Benevento

Dopo aver appreso la data di nascita del Benevento, tra i tifosi si è sviluppata  una grande voglia di conoscere un periodo storico di cui, a causa della scarsità delle fonti, è noto ben poco. Da oggi, e per ogni martedì, pubblicheremo delle nuove “chicche” legate alle origini del calcio sannita.

Dopo aver annunciato la costituzione della società, la Littorio sceglie anche il suo allenatore. Si tratta di Scrivanti, ex calciatore di Juventus B e Alessandria. Nel periodo di precampionato la squadra azzurra (questo il primo colore sociale del Benevento) effettua tre amichevoli contro il Calciatori Napoletani (terminata 1-1), l’Alba Salerno (1-1) e la Pro Torretta (vittoria per 5-1).

Il torneo di Terza Divisione partì nel novembre del 1929. La prima giornata fu particolarmente amara per la compagine sannita che fu sconfitta per 5-0 dal Dopolavoro Ferroviario.

Il 24 novembre 1929 avvenne l’incontro più sentito: il primo derby tra Benevento e Avellino. Alla vigilia del match le cronache dell’epoca davano per spacciata la Littorio, a causa della forza dei lupi ma anche per il fattore campo considerato che la sfida si giocò in Irpinia. Contro ogni pronostico, però, la sfida terminò 1-1. Per non farvi perdere la magia del momento, vi proponiamo il commento della gara, tratto dalle colonne del “Popolo Sannita” del 30 novembre 1929:

“La partita sostenuta domenica ad Avellino dai nostri atleti in maglia azzurra farà storia negli incontri calcistici che ha fatto disputare o che andrà ad organizzare la S.S. Littorio […] Quali sono stati i fattori che hanno influito perché venisse riportata un’affermazione che non sarà facilmente dimenticata? […] I beneventani si sono presentati sul campo del Littorio nettamente battuti per tecnica di giuoco ed anche per unità di componenti di squadra.
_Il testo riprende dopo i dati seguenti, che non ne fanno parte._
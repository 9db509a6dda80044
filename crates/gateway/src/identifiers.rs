//! Newtype identifiers for gateway calls.
//!
//! The gateway addresses every invocation by an object name and a method name.
//! Both are carried as distinct newtypes so that a call site cannot swap them
//! by accident, even though both are plain strings on the wire.

use std::str::FromStr;

use serde::{Deserialize, Serialize};
use uuid::Uuid;

// ---------------------------------------------------------------------------
// Macro for String-wrapped newtypes.
// Generates: struct, new() returning Option<Self>, as_str(), Display.
// ---------------------------------------------------------------------------
macro_rules! string_id {
    (
        $(#[$attr:meta])*
        $name:ident
    ) => {
        $(#[$attr])*
        #[derive(Debug, Clone, PartialEq, Eq, Hash, Serialize, Deserialize)]
        pub struct $name(String);

        impl $name {
            /// Creates a new identifier, returning `None` if the value is empty.
            pub fn new(value: impl Into<String>) -> Option<Self> {
                let v = value.into();
                if v.is_empty() { None } else { Some(Self(v)) }
            }

            /// Returns the identifier as a string slice.
            pub fn as_str(&self) -> &str {
                &self.0
            }
        }

        impl std::fmt::Display for $name {
            fn fmt(&self, f: &mut std::fmt::Formatter<'_>) -> std::fmt::Result {
                write!(f, "{}", self.0)
            }
        }
    };
}

string_id! {
    /// Name under which the remote object is registered with the gateway
    /// (e.g. `"Pyro.NameServer"`).
    ObjectId
}

string_id! {
    /// Method (or attribute) to invoke on the remote object.
    ///
    /// The name may carry an embedded query string, e.g. `"lookup?name=X"`;
    /// [`MethodName::name`] and [`MethodName::query`] split the two parts.
    /// The special name `"$meta"` asks the gateway for the object's metadata.
    MethodName
}

impl MethodName {
    /// Returns the method name without any embedded query string.
    pub fn name(&self) -> &str {
        self.0.split_once('?').map_or(self.0.as_str(), |(name, _)| name)
    }

    /// Returns the embedded query string, if the name carries one.
    pub fn query(&self) -> Option<&str> {
        self.0.split_once('?').map(|(_, query)| query)
    }
}

// ---------------------------------------------------------------------------
// Correlation ids
// ---------------------------------------------------------------------------

/// Correlates one gateway call with the activity it causes on the remote side.
///
/// Sent in the `X-Pyro-Correlation-Id` request header when set, and echoed back
/// by the gateway on successful responses.
#[derive(Debug, Clone, Copy, PartialEq, Eq, Hash, Serialize, Deserialize)]
pub struct CorrelationId(Uuid);

impl CorrelationId {
    /// Generates a new random correlation id.
    pub fn new_random() -> Self {
        Self(Uuid::new_v4())
    }

    /// Creates a [`CorrelationId`] from an existing UUID.
    pub fn from_uuid(id: Uuid) -> Self {
        Self(id)
    }

    /// Returns the underlying [`Uuid`].
    pub fn as_uuid(self) -> Uuid {
        self.0
    }
}

impl FromStr for CorrelationId {
    type Err = uuid::Error;

    fn from_str(s: &str) -> Result<Self, Self::Err> {
        Uuid::parse_str(s.trim()).map(Self)
    }
}

impl std::fmt::Display for CorrelationId {
    fn fmt(&self, f: &mut std::fmt::Formatter<'_>) -> std::fmt::Result {
        write!(f, "{}", self.0)
    }
}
A tutto questo aggiungasi un pubblico ostile che demoralizzava i nostri baldi rappresentati […] La squadra beneventana dopo la brillante prova di domenica, di certo, non sarà più considerata la cenerentola del girone, il fanalino di coda […]

Il nostro pubblico che, direi quasi, in passato aveva avuto sempre un senso di sfiducia verso gli atleti concittadini, ha dimostrato una maturità sportiva di primo ordine. Il suo entusiasmo, la passione, l’incitamento verso gli atleti in maglia azzurra hanno meravigliato la stampa e perfino gli avellinesi. Da Benevento, in treno, in auto, in bicicletta e perfino a piedi circa ottocento supporters si sono portati nella vicina Avellino […] Dopo i primi dieci minuti di gioco ho subito la sensazione che da parte dell’undici concittadino venga sostenuta un onorevolissimo incontro. Infatti i beneventani non mollavano, la difesa Beccarini – Reverberi è semplicemente meravigliosa […] Scotti è talvolta impegnato a fondo ma si salva con facilità parando l’impossibile […]Sul finire del tempo l’undici azzurro dovrà subire l’unico goal avellinese. E’ Ricciardi che veloce, irruente tulmina la rete di Scotti con un pallone a mezza altezza che dopo avere toccato lo spigolo interno del paletto schizza in rete […] Nella ripresa, all’attacco rifulge sempre Iaquinto che cerca di lanciare le ali. La mediana e la difesa centuplicano le loro energie; su di esse è scritto: non si passa. L’attacco abbozza continue discese e in una di queste Di Lauro carica in malo modo un nostro azzurro. Iaquinto con un tiro da oltre trenta metri batte nettamente Pecoraro. Non è possibile, a questo punto, la descrizione di quanto avviene nei reparti sanniti […] Si legge in tutti i beneventani la gioia, mentre nei reparti irpini subentra un tale mutismo che sembra aver dato un colpo anche ai propri giocatori […] La fine dell’aspra contesa è salutata con grida di giubilio da parte dei supporters sanniti. Gli atleti beneventani negli spogliatoi, estenuati dalla immane fatica vengono baciati ed abbracciati commossi dalla folla beneventana. Ecco le formazioni dei due undici scesi in campo:

Avellino: Pecoraro, Berardinelli, Fruggeri, Di Lauro, Bellezza, Silvestri, Hoffmann, Saviano, Quatrocchio, Ricciardi, Ricci.

S.S. Littorio: Scott, Beccarini, Reverbieri, Ievolella, Galano I, Novelli, Galano II, Scrivante, Iaquinto II, Ciarlo II, Capparuccia.